__EXERCISE__.
Take every line from the entries below that includes the word "derive" and copy it.

Saved entries
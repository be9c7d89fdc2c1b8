/// Scan job definitions and lifecycle states
use crate::model::{AnalysisRequest, AnalysisResult};
use chrono::{DateTime, Utc};
use serde::{Deserialize, Serialize};
use std::fmt;

/// Lifecycle of a queued analysis
///
/// `Pending -> Processing -> Completed | Failed`; there is no retry and no
/// way back from a terminal state.
#[derive(Debug, Clone, Copy, PartialEq, Eq, Hash, Serialize, Deserialize)]
pub enum ScanJobState {
    /// Accepted and waiting for the worker
    Pending,
    /// Picked up by the worker
    Processing,
    /// Finished with a result
    Completed,
    /// Finished with an error message
    Failed,
}

impl ScanJobState {
    pub fn is_terminal(&self) -> bool {
        matches!(self, Self::Completed | Self::Failed)
    }

    /// Returns true if moving from `self` to `next` is a legal transition
    pub fn can_transition_to(&self, next: Self) -> bool {
        matches!(
            (self, next),
            (Self::Pending, Self::Processing)
                | (Self::Processing, Self::Completed)
                | (Self::Processing, Self::Failed)
        )
    }

    pub fn as_str(&self) -> &'static str {
        match self {
            Self::Pending => "Pending",
            Self::Processing => "Processing",
            Self::Completed => "Completed",
            Self::Failed => "Failed",
        }
    }
}

impl fmt::Display for ScanJobState {
    fn fmt(&self, f: &mut fmt::Formatter<'_>) -> fmt::Result {
        f.write_str(self.as_str())
    }
}

/// A unit of work handed to the worker
#[derive(Debug, Clone)]
pub struct ScanJob {
    pub id: String,
    pub request: AnalysisRequest,
    pub save_history: bool,
}

/// Point-in-time view of a job
///
/// `result` is present only when `Completed` and `error` only when `Failed`;
/// the constructors are the only way to build a status, so both hold.
#[derive(Debug, Clone, PartialEq, Serialize, Deserialize)]
#[serde(rename_all = "camelCase")]
pub struct ScanJobStatus {
    pub job_id: String,
    pub state: ScanJobState,
    pub request: AnalysisRequest,
    pub result: Option<AnalysisResult>,
    pub error: Option<String>,
    pub created_at: DateTime<Utc>,
    pub updated_at: DateTime<Utc>,
}

impl ScanJobStatus {
    pub fn pending(job: &ScanJob) -> Self {
        let now = Utc::now();
        Self {
            job_id: job.id.clone(),
            state: ScanJobState::Pending,
            request: job.request.clone(),
            result: None,
            error: None,
            created_at: now,
            updated_at: now,
        }
    }

    pub fn processing(self) -> Self {
        self.advance(ScanJobState::Processing, None, None)
    }

    pub fn completed(self, result: AnalysisResult) -> Self {
        self.advance(ScanJobState::Completed, Some(result), None)
    }

    pub fn failed(self, error: impl Into<String>) -> Self {
        self.advance(ScanJobState::Failed, None, Some(error.into()))
    }

    fn advance(self, state: ScanJobState, result: Option<AnalysisResult>, error: Option<String>) -> Self {
        if !self.state.can_transition_to(state) {
            tracing::warn!("Job {} moved {} -> {} out of order", self.job_id, self.state, state);
        }
        Self {
            state,
            result,
            error,
            updated_at: Utc::now(),
            ..self
        }
    }
}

__SOLUTION TO THIS EXERCISE__.
#[derive(Debug, Clone, Copy, PartialEq, Eq, Hash, Serialize, Deserialize)]
#[derive(Debug, Clone)]
#[derive(Debug, Clone, PartialEq, Serialize, Deserialize)]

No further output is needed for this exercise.